Start of Data shown

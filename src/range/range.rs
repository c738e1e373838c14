use std::collections::BTreeMap;

use serde::{Deserialize, Serialize};

use crate::core::{HAND_COUNT, Hand, TOTAL_COMBINATIONS};

use super::{ActionButtons, FOLD};

/// Assignment of hands to action ids. Hands that are absent fold.
pub type HandMap = BTreeMap<Hand, String>;

/// Look up the action a hand resolves to, fold when unmapped.
pub fn action_for<'a>(hands: &'a HandMap, hand: &Hand) -> &'a str {
    hands.get(hand).map(String::as_str).unwrap_or(FOLD)
}

/// Drop explicit fold entries, leaving only the hands that act.
pub fn without_folds(hands: &HandMap) -> HandMap {
    hands
        .iter()
        .filter(|(_, action)| action.as_str() != FOLD)
        .map(|(hand, action)| (*hand, action.clone()))
        .collect()
}

/// Two mappings agree when every hand resolves to the same action on both
/// sides, with fold and absence treated alike.
pub fn same_assignments(a: &HandMap, b: &HandMap) -> bool {
    without_folds(a) == without_folds(b)
}

/// A named hand-to-action mapping.
#[derive(Debug, Clone, PartialEq, Eq, Serialize, Deserialize)]
pub struct Range {
    pub id: String,
    pub name: String,
    #[serde(default)]
    pub hands: HandMap,
}

impl Range {
    pub fn new(id: String, name: String) -> Self {
        Self {
            id,
            name,
            hands: HandMap::new(),
        }
    }

    pub fn action_for(&self, hand: &Hand) -> &str {
        action_for(&self.hands, hand)
    }

    /// Count what the range selects given the current buttons.
    ///
    /// Only hands assigned to an existing button count as selected; fold and
    /// stale ids don't.
    pub fn summary(&self, buttons: &ActionButtons) -> RangeSummary {
        let mut per_action: Vec<ActionShare> = buttons
            .iter()
            .map(|b| ActionShare {
                action_id: b.id().to_string(),
                name: b.name().to_string(),
                hands: 0,
                hand_percent: 0,
                combinations: 0,
            })
            .collect();

        for (hand, action) in &self.hands {
            if let Some(share) = per_action.iter_mut().find(|s| s.action_id == *action) {
                share.hands += 1;
                share.combinations += hand.combinations();
            }
        }

        for share in per_action.iter_mut() {
            share.hand_percent = percent(share.hands as u32, HAND_COUNT as u32);
        }

        let selected_hands = per_action.iter().map(|s| s.hands).sum();
        let combinations = per_action.iter().map(|s| s.combinations).sum();
        per_action.retain(|s| s.hands > 0);

        RangeSummary {
            selected_hands,
            combinations,
            percent: percent(combinations, TOTAL_COMBINATIONS),
            hand_percent: percent(selected_hands as u32, HAND_COUNT as u32),
            per_action,
        }
    }
}

fn percent(part: u32, whole: u32) -> u32 {
    if whole == 0 {
        0
    } else {
        (part as f64 / whole as f64 * 100.0).round() as u32
    }
}

/// Per-action slice of a [`RangeSummary`].
#[derive(Debug, Clone, PartialEq, Eq)]
pub struct ActionShare {
    pub action_id: String,
    pub name: String,
    /// Number of hand categories mapped to this action.
    pub hands: usize,
    /// `hands` as a rounded percentage of the 169 categories.
    pub hand_percent: u32,
    pub combinations: u32,
}

/// What a range selects.
#[derive(Debug, Clone, PartialEq, Eq)]
pub struct RangeSummary {
    pub selected_hands: usize,
    /// Selected two-card combinations out of 1326.
    pub combinations: u32,
    /// `combinations` as a rounded percentage of 1326.
    pub percent: u32,
    /// `selected_hands` as a rounded percentage of 169.
    pub hand_percent: u32,
    /// Non-empty actions, in button order.
    pub per_action: Vec<ActionShare>,
}

/// A named, ordered group of ranges. Never empty inside a store.
#[derive(Debug, Clone, PartialEq, Eq, Serialize, Deserialize)]
pub struct Folder {
    pub id: String,
    pub name: String,
    #[serde(default)]
    pub ranges: Vec<Range>,
}

impl Folder {
    pub fn find_range(&self, range_id: &str) -> Option<&Range> {
        self.ranges.iter().find(|r| r.id == range_id)
    }

    pub fn contains_range(&self, range_id: &str) -> bool {
        self.find_range(range_id).is_some()
    }
}

#[cfg(test)]
mod tests {
    use super::*;
    use crate::range::{ActionButton, SimpleAction, WeightedAction};

    fn hand(s: &str) -> Hand {
        Hand::from_notation(s).unwrap()
    }

    fn raise_only() -> ActionButtons {
        ActionButtons::new(vec![ActionButton::default_raise()])
    }

    #[test]
    fn test_percentage_of_two_pairs() {
        let mut range = Range::new("r".to_string(), "Range".to_string());
        range.hands.insert(hand("AA"), "raise".to_string());
        range.hands.insert(hand("KK"), "raise".to_string());

        let summary = range.summary(&raise_only());
        assert_eq!(12, summary.combinations);
        assert_eq!(1, summary.percent);
        assert_eq!(2, summary.selected_hands);
        assert_eq!(1, summary.hand_percent);
        assert_eq!(1, summary.per_action.len());
        assert_eq!(2, summary.per_action[0].hands);
    }

    #[test]
    fn test_summary_ignores_fold_and_stale() {
        let mut range = Range::new("r".to_string(), "Range".to_string());
        range.hands.insert(hand("AKs"), "raise".to_string());
        range.hands.insert(hand("AKo"), FOLD.to_string());
        range.hands.insert(hand("72o"), "deleted".to_string());

        let summary = range.summary(&raise_only());
        assert_eq!(4, summary.combinations);
        assert_eq!(1, summary.selected_hands);
        assert_eq!(0, summary.percent);
    }

    #[test]
    fn test_summary_per_action_in_button_order() {
        let buttons = ActionButtons::new(vec![
            ActionButton::default_raise(),
            ActionButton::Simple(SimpleAction {
                id: "call".to_string(),
                name: "Call".to_string(),
                color: "#10b981".to_string(),
            }),
            ActionButton::Weighted(WeightedAction {
                id: "mix".to_string(),
                name: "Mix".to_string(),
                action1_id: "call".to_string(),
                action2_id: "raise".to_string(),
                weight: 50,
            }),
        ]);
        let mut range = Range::new("r".to_string(), "Range".to_string());
        for h in ["AA", "KK", "QQ"] {
            range.hands.insert(hand(h), "call".to_string());
        }
        range.hands.insert(hand("AKo"), "mix".to_string());

        let summary = range.summary(&buttons);
        let ids: Vec<&str> = summary
            .per_action
            .iter()
            .map(|s| s.action_id.as_str())
            .collect();
        assert_eq!(vec!["call", "mix"], ids);
        assert_eq!(18, summary.per_action[0].combinations);
        assert_eq!(2, summary.per_action[0].hand_percent);
        assert_eq!(30, summary.combinations);
        assert_eq!(2, summary.percent);
    }

    #[test]
    fn test_serde_range_roundtrip() {
        let mut range = Range::new("1".to_string(), "Open".to_string());
        range.hands.insert(hand("AA"), "raise".to_string());
        range.hands.insert(hand("T9s"), "call".to_string());
        range.hands.insert(hand("A5o"), "raise".to_string());

        let json = serde_json::to_string(&range).unwrap();
        let parsed: Range = serde_json::from_str(&json).unwrap();
        assert_eq!(range.hands, parsed.hands);
        assert_eq!(range, parsed);
    }

    #[test]
    fn test_range_reads_plain_object() {
        let parsed: Range =
            serde_json::from_str(r#"{"id":"1","name":"Range","hands":{"AKs":"raise","22":"call"}}"#)
                .unwrap();
        assert_eq!("raise", parsed.action_for(&hand("AKs")));
        assert_eq!("call", parsed.action_for(&hand("22")));
        assert_eq!(FOLD, parsed.action_for(&hand("AKo")));
    }

    #[test]
    fn test_same_assignments() {
        let mut reference = HandMap::new();
        reference.insert(hand("AA"), "raise".to_string());

        let mut user = HandMap::new();
        user.insert(hand("AA"), "raise".to_string());
        assert!(same_assignments(&user, &reference));

        user.insert(hand("KK"), FOLD.to_string());
        assert!(same_assignments(&user, &reference));

        user.insert(hand("KK"), "raise".to_string());
        assert!(!same_assignments(&user, &reference));

        assert!(!same_assignments(&HandMap::new(), &reference));
    }
}
//! Persistence for the trainer's JSON documents.
//!
//! Every store keeps its whole state in memory and rewrites one document
//! through a [`Storage`] after each mutation. Four documents exist, named by
//! [`Document`]. Backends:
//!
//! - [`DirectoryStorage`] writes `<base>/<key>.json` files.
//! - [`MemoryStorage`] keeps documents in a shared in-process map.
//! - [`NullStorage`] discards writes and never has anything to load.
//! - [`FailingStorage`] fails every call, for exercising the fallbacks.
use std::fmt;

use thiserror::Error;

mod directory;
mod failing;
mod memory;
mod null;
mod timestamp;

pub use directory::DirectoryStorage;
pub use failing::FailingStorage;
pub use memory::MemoryStorage;
pub use null::NullStorage;
pub(crate) use timestamp::deserialize_epoch_ms;

/// The independently stored documents.
#[derive(Debug, Clone, Copy, PartialEq, Eq, Hash)]
pub enum Document {
    /// Ordered list of folders with their ranges.
    Folders,
    /// Ordered list of action buttons.
    ActionButtons,
    /// Ordered list of training definitions.
    TrainingDefinitions,
    /// Flat list of session records.
    TrainingStatistics,
}

impl Document {
    pub const ALL: [Document; 4] = [
        Document::Folders,
        Document::ActionButtons,
        Document::TrainingDefinitions,
        Document::TrainingStatistics,
    ];

    /// Stable key the document is stored under.
    pub fn key(&self) -> &'static str {
        match self {
            Document::Folders => "poker-ranges-folders",
            Document::ActionButtons => "poker-ranges-actions",
            Document::TrainingDefinitions => "training-sessions",
            Document::TrainingStatistics => "training-statistics",
        }
    }
}

impl fmt::Display for Document {
    fn fmt(&self, f: &mut fmt::Formatter<'_>) -> fmt::Result {
        write!(f, "{}", self.key())
    }
}

#[derive(Error, Debug)]
pub enum StorageError {
    #[error("Storage I/O error: {0}")]
    Io(#[from] std::io::Error),

    #[error("Malformed document {document}: {source}")]
    Malformed {
        document: Document,
        #[source]
        source: serde_json::Error,
    },

    #[error("Failed to serialize JSON: {0}")]
    Serialize(#[from] serde_json::Error),

    #[error("Storage is unavailable")]
    Unavailable,
}

/// A place documents are read from at start-up and rewritten to on change.
pub trait Storage {
    /// Raw contents of a document, or `None` if it was never written.
    fn load(&self, document: Document) -> Result<Option<String>, StorageError>;

    /// Replace the contents of a document.
    fn save(&mut self, document: Document, contents: &str) -> Result<(), StorageError>;
}

impl<S: Storage + ?Sized> Storage for Box<S> {
    fn load(&self, document: Document) -> Result<Option<String>, StorageError> {
        (**self).load(document)
    }

    fn save(&mut self, document: Document, contents: &str) -> Result<(), StorageError> {
        (**self).save(document, contents)
    }
}

/// Load and decode a document.
///
/// Missing, unreadable and malformed documents all come back as `None`
/// after a warning, so callers fall back to their defaults.
pub(crate) fn load_document<S, T>(storage: &S, document: Document) -> Option<T>
where
    S: Storage + ?Sized,
    T: serde::de::DeserializeOwned,
{
    let raw = match storage.load(document) {
        Ok(Some(raw)) => raw,
        Ok(None) => {
            tracing::debug!(%document, "Document not found, using defaults");
            return None;
        }
        Err(error) => {
            tracing::warn!(%document, %error, "Unable to load document, using defaults");
            return None;
        }
    };

    match serde_json::from_str(&raw) {
        Ok(value) => Some(value),
        Err(source) => {
            let error = StorageError::Malformed { document, source };
            tracing::warn!(%error, "Discarding malformed document");
            None
        }
    }
}

/// Encode and write a document. Failures are logged and the caller keeps
/// its in-memory state.
pub(crate) fn save_document<S, T>(storage: &mut S, document: Document, value: &T) -> bool
where
    S: Storage + ?Sized,
    T: serde::Serialize + ?Sized,
{
    let result = serde_json::to_string(value)
        .map_err(StorageError::from)
        .and_then(|json| storage.save(document, &json));

    match result {
        Ok(()) => true,
        Err(error) => {
            tracing::warn!(%document, %error, "Unable to persist document");
            false
        }
    }
}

End of Data shown

Aim of the task> Using the data above, transcribe the lines that run from the line with "(**self).save(document, contents)" to the line with "to their defaults.", both ends kept, and output nothing else.

Result for this exercise>
        (**self).save(document, contents)
    }
}

/// Load and decode a document.
///
/// Missing, unreadable and malformed documents all come back as `None`
/// after a warning, so callers fall back to their defaults.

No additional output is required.